A UK Private Limited Company carries global recognition that opens doors with European clients, international payment processors, and procurement teams that simply will not engage with offshore entities. UK companies can hold multi-currency bank accounts, invoice in GBP, and access UK government contracts through the Crown Commercial Service. Indian software exporters, IT service firms, digital agencies, and consultants frequently use a UK entity as their primary billing vehicle for European and American clients.
The UK also offers a simpler regulatory environment than many might expect. The Companies Act, 2006 governs UK companies, and the annual compliance burden for a small company is limited to a confirmation statement (£34 per year), annual accounts, and a Corporation Tax return. Compare this to India's compliance calendar and the attraction becomes even clearer. Factor in the India-UK DTAA and the proposed Free Trade Agreement, and a UK company becomes a legitimate, tax-efficient structure for Indian entrepreneurs with global ambitions.

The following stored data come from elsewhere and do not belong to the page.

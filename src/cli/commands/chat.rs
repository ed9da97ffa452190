use anyhow::Result;

use crate::chat::{ChatSession, SessionConfig};
use crate::config::{ConfigManager, ResolveOptions, resolve_config};

pub struct ChatOptions {
    pub message: Option<String>,
    pub api_key: Option<String>,
    pub max_history: Option<usize>,
}

pub async fn run_chat(options: ChatOptions) -> Result<()> {
    let config = load_session_config(&options)?;
    let mut session = ChatSession::new(config);

    match options.message {
        Some(message) => {
            session.run_once(&message).await;
            Ok(())
        }
        None => session.run().await,
    }
}

fn load_session_config(options: &ChatOptions) -> Result<SessionConfig> {
    let manager = ConfigManager::new();
    let file_config = manager.load().unwrap_or_default();

    let resolved = resolve_config(
        &ResolveOptions {
            api_key: options.api_key.clone(),
            max_history: options.max_history,
        },
        &file_config,
    )?;

    Ok(SessionConfig {
        api_key: resolved.api_key,
        chat_url: resolved.chat_url,
        max_history: resolved.max_history,
    })
}
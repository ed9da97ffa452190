//! # samvad - Multilingual Chat CLI
//!
//! `samvad` is a command-line chatbot for Indian languages built on the
//! Sarvam AI chat-completions and translation APIs. It detects the script of
//! each message, keeps a bounded conversation history, and degrades to
//! pre-authored localized messages whenever a remote call fails.
//!
//! ## Features
//!
//! - **Script-based language detection**: Hindi, Tamil, Telugu, Kannada and
//!   Malayalam recognized from Unicode code point ranges
//! - **Bounded history**: only the trailing window of turns is sent with
//!   each request
//! - **Graceful degradation**: remote failures resolve to localized
//!   fallback messages, never to raw errors
//! - **Interactive mode**: REPL-style sessions with slash commands
//!
//! ## Quick Start
//!
//! ```bash
//! # One-shot message
//! samvad --api-key $SARVAM_API_KEY "नमस्ते, आप कैसे हैं?"
//!
//! # Interactive session
//! samvad
//!
//! # Translate English text
//! echo "Good morning" | samvad translate --to hindi
//!
//! # Check your setup
//! samvad doctor
//! ```
//!
//! ## Configuration
//!
//! Settings are stored in `~/.config/samvad/config.toml`:
//!
//! ```toml
//! [samvad]
//! max_history = 5
//! ```
//!
//! The API key is resolved from `--api-key`, the `SARVAM_API_KEY`
//! environment variable, or the config file, in that order.

/// Interactive chat mode and the conversation core.
pub mod chat;

/// Command-line interface definitions and handlers.
pub mod cli;

/// Chat-completions client for the remote model endpoint.
pub mod completion;

/// Configuration file management and settings resolution.
pub mod config;

/// Input reading from files and stdin.
pub mod input;

/// Supported languages, detection and localized fallback messages.
pub mod language;

/// XDG-style path utilities for configuration.
pub mod paths;

/// Translation gateway with localized fallback.
pub mod translation;

/// Terminal UI components (spinner, colors).
pub mod ui;
//! Supported languages, script-based detection and localized fallback text.

mod detect;
mod messages;

pub use detect::detect;
pub use messages::{fallback_message, is_fallback_message};

use anyhow::Result;

use crate::ui::Style;

/// A language the assistant can converse in.
///
/// The set is closed: every table keyed by `Language` is total, so there is
/// no "unknown language" state past the parsing boundary.
#[derive(Debug, Clone, Copy, PartialEq, Eq)]
pub enum Language {
    English,
    Hindi,
    Tamil,
    Telugu,
    Kannada,
    Malayalam,
}

impl Language {
    /// All supported languages, in detection priority order.
    pub const ALL: [Self; 6] = [
        Self::English,
        Self::Hindi,
        Self::Tamil,
        Self::Telugu,
        Self::Kannada,
        Self::Malayalam,
    ];

    /// Lowercase tag name (e.g. "hindi").
    pub const fn name(self) -> &'static str {
        match self {
            Self::English => "english",
            Self::Hindi => "hindi",
            Self::Tamil => "tamil",
            Self::Telugu => "telugu",
            Self::Kannada => "kannada",
            Self::Malayalam => "malayalam",
        }
    }

    /// ISO 639-1 code.
    pub const fn code(self) -> &'static str {
        match self {
            Self::English => "en",
            Self::Hindi => "hi",
            Self::Tamil => "ta",
            Self::Telugu => "te",
            Self::Kannada => "kn",
            Self::Malayalam => "ml",
        }
    }

    /// Name of the language in its own script.
    pub const fn native_name(self) -> &'static str {
        match self {
            Self::English => "English",
            Self::Hindi => "हिन्दी",
            Self::Tamil => "தமிழ்",
            Self::Telugu => "తెలుగు",
            Self::Kannada => "ಕನ್ನಡ",
            Self::Malayalam => "മലയാളം",
        }
    }

    /// Target code for the translation endpoint.
    ///
    /// The code is the first two letters of the tag name uppercased plus the
    /// `-IN` region suffix, which is what the service accepts. Note this is
    /// not ISO 639-1 for Kannada and Malayalam.
    pub const fn translation_target(self) -> &'static str {
        match self {
            Self::English => "EN-IN",
            Self::Hindi => "HI-IN",
            Self::Tamil => "TA-IN",
            Self::Telugu => "TE-IN",
            Self::Kannada => "KA-IN",
            Self::Malayalam => "MA-IN",
        }
    }

    /// Parses a tag name or ISO code, case-insensitively.
    pub fn parse(input: &str) -> Option<Self> {
        let needle = input.trim().to_lowercase();
        Self::ALL
            .into_iter()
            .find(|lang| lang.name() == needle || lang.code() == needle)
    }
}

/// Prints all supported languages to stdout.
pub fn print_languages() {
    println!("{}", Style::header("Supported languages"));
    for lang in Language::ALL {
        println!(
            "  {:4} {:10} {}",
            Style::code(lang.code()),
            Style::value(lang.name()),
            Style::secondary(lang.native_name())
        );
    }
}

/// Validates that the given language name or code is supported.
///
/// # Errors
///
/// Returns an error if the language is not in the supported set.
pub fn validate_language(lang: &str) -> Result<Language> {
    Language::parse(lang).map_or_else(
        || {
            anyhow::bail!(
                "Invalid language: '{lang}'\n\n\
                 Valid values: english, hindi, tamil, telugu, kannada, malayalam \
                 (or their ISO codes: en, hi, ta, te, kn, ml)\n\
                 Run 'samvad languages' to see all supported languages."
            )
        },
        Ok,
    )
}
//! Terminal UI components (spinner, colors).

mod spinner;
mod theme;

pub use spinner::Spinner;
pub use theme::Style;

Register Your UK Company from India
End-to-end UK incorporation service, starting at ₹14,999. Includes Companies House filing, UK registered address, and RBI/FEMA advisory.
Register UK Company NowTypes of UK Business Structures for Indian Entrepreneurs
Before filing with Companies House, you must choose the right legal structure. The UK offers several business structures, but three are most relevant to Indian residents registering from abroad.
Private Limited Company (Ltd)
A UK Private Limited Company (Ltd) is the most popular structure for Indian entrepreneurs. It is a separate legal entity with limited liability, meaning shareholders are only liable for the value of their shares. A UK Ltd requires a minimum of 1 director and 1 shareholder (who can be the same person), has no minimum share capital requirement, and the name must end with "Limited" or "Ltd". It is governed by the Companies Act, 2006 and registered with Companies House. This structure suits startups, service firms, trading companies, and businesses seeking investment.
Limited Liability Partnership (LLP)
A UK LLP is a hybrid structure that combines the flexibility of a partnership with limited liability protection. Unlike a Ltd, an LLP has no shares, and profits are distributed directly to partners and taxed in their hands rather than at the entity level. This makes it more tax-efficient in certain structures. A UK LLP is governed by the Limited Liability Partnerships Act, 2000 and requires a minimum of 2 designated members. It is best suited for professional services firms, consulting practices, and joint ventures.
Public Limited Company (PLC)
A UK PLC is intended for companies planning to offer shares to the public or list on the London Stock Exchange. It requires a minimum share capital of £50,000 (with at least £12,500 paid up) and a minimum of 2 directors and a compliance professional. The compliance requirements are significantly more demanding than a Ltd. Most Indian entrepreneurs will not need a PLC unless they are planning an IPO on a UK exchange. For the vast majority, a UK Ltd is the right choice.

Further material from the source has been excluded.